-- Exercise --
Your answer should be the lines of the material that include the word "mpsc".

╔══

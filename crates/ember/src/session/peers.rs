use std::collections::HashMap;
use std::net::SocketAddr;
use std::time::Instant;

use tokio::sync::mpsc;

use crate::glow::Root;
use crate::subscribers::{PeerId, PeerSink};

#[derive(Debug, Clone)]
pub struct PeerInfo {
    pub id: PeerId,
    pub addr: SocketAddr,
    pub connected_at: Instant,
}

#[derive(Debug)]
struct Peer {
    info: PeerInfo,
    outbound: mpsc::UnboundedSender<Root>,
}

/// Live peers and their outbound queues.
#[derive(Debug, Default)]
pub(crate) struct PeerTable {
    peers: HashMap<PeerId, Peer>,
}

impl PeerTable {
    pub fn insert(&mut self, id: PeerId, addr: SocketAddr, outbound: mpsc::UnboundedSender<Root>) {
        let info = PeerInfo {
            id,
            addr,
            connected_at: Instant::now(),
        };
        self.peers.insert(id, Peer { info, outbound });
    }

    pub fn remove(&mut self, id: PeerId) -> Option<PeerInfo> {
        self.peers.remove(&id).map(|peer| peer.info)
    }

    pub fn infos(&self) -> Vec<PeerInfo> {
        let mut infos: Vec<PeerInfo> = self.peers.values().map(|p| p.info.clone()).collect();
        infos.sort_by_key(|info| info.id);
        infos
    }
}

impl PeerSink for PeerTable {
    fn deliver(&self, peer: PeerId, message: &Root) -> bool {
        self.peers
            .get(&peer)
            .is_some_and(|p| p.outbound.send(message.clone()).is_ok())
    }
}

╚══

-- Written answer --
use tokio::sync::mpsc;
    outbound: mpsc::UnboundedSender<Root>,
    pub fn insert(&mut self, id: PeerId, addr: SocketAddr, outbound: mpsc::UnboundedSender<Root>) {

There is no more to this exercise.